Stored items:
_ _ _ _ _ _ _

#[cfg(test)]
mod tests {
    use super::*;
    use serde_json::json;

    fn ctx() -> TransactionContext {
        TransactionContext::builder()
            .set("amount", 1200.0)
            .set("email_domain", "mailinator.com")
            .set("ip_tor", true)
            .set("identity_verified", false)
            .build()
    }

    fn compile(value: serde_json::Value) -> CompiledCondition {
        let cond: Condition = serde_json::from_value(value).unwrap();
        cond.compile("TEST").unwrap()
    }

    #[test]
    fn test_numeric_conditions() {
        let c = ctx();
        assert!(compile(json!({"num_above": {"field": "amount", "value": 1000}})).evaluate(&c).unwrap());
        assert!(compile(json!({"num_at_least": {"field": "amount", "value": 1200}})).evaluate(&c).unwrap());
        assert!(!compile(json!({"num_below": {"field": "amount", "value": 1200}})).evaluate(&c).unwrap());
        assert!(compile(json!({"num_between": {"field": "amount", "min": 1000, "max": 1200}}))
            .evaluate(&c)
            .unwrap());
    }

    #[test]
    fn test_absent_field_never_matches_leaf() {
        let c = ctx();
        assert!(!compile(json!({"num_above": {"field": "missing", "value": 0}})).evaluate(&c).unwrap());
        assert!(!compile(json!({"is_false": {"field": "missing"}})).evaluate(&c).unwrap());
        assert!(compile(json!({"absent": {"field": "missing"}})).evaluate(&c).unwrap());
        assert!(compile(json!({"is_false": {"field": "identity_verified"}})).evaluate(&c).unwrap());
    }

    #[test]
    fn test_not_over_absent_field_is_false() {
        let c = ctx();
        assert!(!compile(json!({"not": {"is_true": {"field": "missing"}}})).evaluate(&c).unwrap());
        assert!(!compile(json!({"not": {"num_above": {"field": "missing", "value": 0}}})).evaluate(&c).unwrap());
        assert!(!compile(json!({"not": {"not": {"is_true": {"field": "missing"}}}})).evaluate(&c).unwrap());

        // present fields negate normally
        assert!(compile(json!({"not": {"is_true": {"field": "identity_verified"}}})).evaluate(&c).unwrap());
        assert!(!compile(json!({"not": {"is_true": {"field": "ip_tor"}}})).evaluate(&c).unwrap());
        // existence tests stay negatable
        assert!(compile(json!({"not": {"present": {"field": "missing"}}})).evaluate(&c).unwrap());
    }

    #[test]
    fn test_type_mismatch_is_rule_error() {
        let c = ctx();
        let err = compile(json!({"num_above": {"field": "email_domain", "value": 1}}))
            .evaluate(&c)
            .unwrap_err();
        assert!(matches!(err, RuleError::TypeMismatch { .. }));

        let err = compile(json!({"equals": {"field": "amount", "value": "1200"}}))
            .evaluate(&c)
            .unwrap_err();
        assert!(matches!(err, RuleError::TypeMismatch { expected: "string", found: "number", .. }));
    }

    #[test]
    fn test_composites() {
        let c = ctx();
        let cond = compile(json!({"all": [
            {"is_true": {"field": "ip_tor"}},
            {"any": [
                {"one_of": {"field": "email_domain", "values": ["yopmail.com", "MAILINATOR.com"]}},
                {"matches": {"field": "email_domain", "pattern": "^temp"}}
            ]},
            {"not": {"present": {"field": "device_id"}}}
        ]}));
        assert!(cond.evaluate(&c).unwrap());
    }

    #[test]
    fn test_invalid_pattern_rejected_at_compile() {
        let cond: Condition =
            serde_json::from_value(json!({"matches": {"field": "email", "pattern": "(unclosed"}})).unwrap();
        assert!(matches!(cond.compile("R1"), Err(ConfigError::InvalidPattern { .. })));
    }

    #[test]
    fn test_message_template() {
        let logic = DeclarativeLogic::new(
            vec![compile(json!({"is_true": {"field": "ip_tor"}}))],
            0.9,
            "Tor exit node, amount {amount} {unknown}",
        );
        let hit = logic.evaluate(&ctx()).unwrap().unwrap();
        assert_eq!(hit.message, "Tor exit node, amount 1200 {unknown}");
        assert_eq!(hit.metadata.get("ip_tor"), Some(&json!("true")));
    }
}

_ _ _ _ _ _ _

◆ **PROBLEM DESCRIPTION**: Give the entries once more, exactly as they appear.

◆ **SOLUTION**:
#[cfg(test)]
mod tests {
    use super::*;
    use serde_json::json;

    fn ctx() -> TransactionContext {
        TransactionContext::builder()
            .set("amount", 1200.0)
            .set("email_domain", "mailinator.com")
            .set("ip_tor", true)
            .set("identity_verified", false)
            .build()
    }

    fn compile(value: serde_json::Value) -> CompiledCondition {
        let cond: Condition = serde_json::from_value(value).unwrap();
        cond.compile("TEST").unwrap()
    }

    #[test]
    fn test_numeric_conditions() {
        let c = ctx();
        assert!(compile(json!({"num_above": {"field": "amount", "value": 1000}})).evaluate(&c).unwrap());
        assert!(compile(json!({"num_at_least": {"field": "amount", "value": 1200}})).evaluate(&c).unwrap());
        assert!(!compile(json!({"num_below": {"field": "amount", "value": 1200}})).evaluate(&c).unwrap());
        assert!(compile(json!({"num_between": {"field": "amount", "min": 1000, "max": 1200}}))
            .evaluate(&c)
            .unwrap());
    }

    #[test]
    fn test_absent_field_never_matches_leaf() {
        let c = ctx();
        assert!(!compile(json!({"num_above": {"field": "missing", "value": 0}})).evaluate(&c).unwrap());
        assert!(!compile(json!({"is_false": {"field": "missing"}})).evaluate(&c).unwrap());
        assert!(compile(json!({"absent": {"field": "missing"}})).evaluate(&c).unwrap());
        assert!(compile(json!({"is_false": {"field": "identity_verified"}})).evaluate(&c).unwrap());
    }

    #[test]
    fn test_not_over_absent_field_is_false() {
        let c = ctx();
        assert!(!compile(json!({"not": {"is_true": {"field": "missing"}}})).evaluate(&c).unwrap());
        assert!(!compile(json!({"not": {"num_above": {"field": "missing", "value": 0}}})).evaluate(&c).unwrap());
        assert!(!compile(json!({"not": {"not": {"is_true": {"field": "missing"}}}})).evaluate(&c).unwrap());

        // present fields negate normally
        assert!(compile(json!({"not": {"is_true": {"field": "identity_verified"}}})).evaluate(&c).unwrap());
        assert!(!compile(json!({"not": {"is_true": {"field": "ip_tor"}}})).evaluate(&c).unwrap());
        // existence tests stay negatable
        assert!(compile(json!({"not": {"present": {"field": "missing"}}})).evaluate(&c).unwrap());
    }

    #[test]
    fn test_type_mismatch_is_rule_error() {
        let c = ctx();
        let err = compile(json!({"num_above": {"field": "email_domain", "value": 1}}))
            .evaluate(&c)
            .unwrap_err();
        assert!(matches!(err, RuleError::TypeMismatch { .. }));

        let err = compile(json!({"equals": {"field": "amount", "value": "1200"}}))
            .evaluate(&c)
            .unwrap_err();
        assert!(matches!(err, RuleError::TypeMismatch { expected: "string", found: "number", .. }));
    }

    #[test]
    fn test_composites() {
        let c = ctx();
        let cond = compile(json!({"all": [
            {"is_true": {"field": "ip_tor"}},
            {"any": [
                {"one_of": {"field": "email_domain", "values": ["yopmail.com", "MAILINATOR.com"]}},
                {"matches": {"field": "email_domain", "pattern": "^temp"}}
            ]},
            {"not": {"present": {"field": "device_id"}}}
        ]}));
        assert!(cond.evaluate(&c).unwrap());
    }

    #[test]
    fn test_invalid_pattern_rejected_at_compile() {
        let cond: Condition =
            serde_json::from_value(json!({"matches": {"field": "email", "pattern": "(unclosed"}})).unwrap();
        assert!(matches!(cond.compile("R1"), Err(ConfigError::InvalidPattern { .. })));
    }

    #[test]
    fn test_message_template() {
        let logic = DeclarativeLogic::new(
            vec![compile(json!({"is_true": {"field": "ip_tor"}}))],
            0.9,
            "Tor exit node, amount {amount} {unknown}",
        );
        let hit = logic.evaluate(&ctx()).unwrap().unwrap();
        assert_eq!(hit.message, "Tor exit node, amount 1200 {unknown}");
        assert_eq!(hit.metadata.get("ip_tor"), Some(&json!("true")));
    }
}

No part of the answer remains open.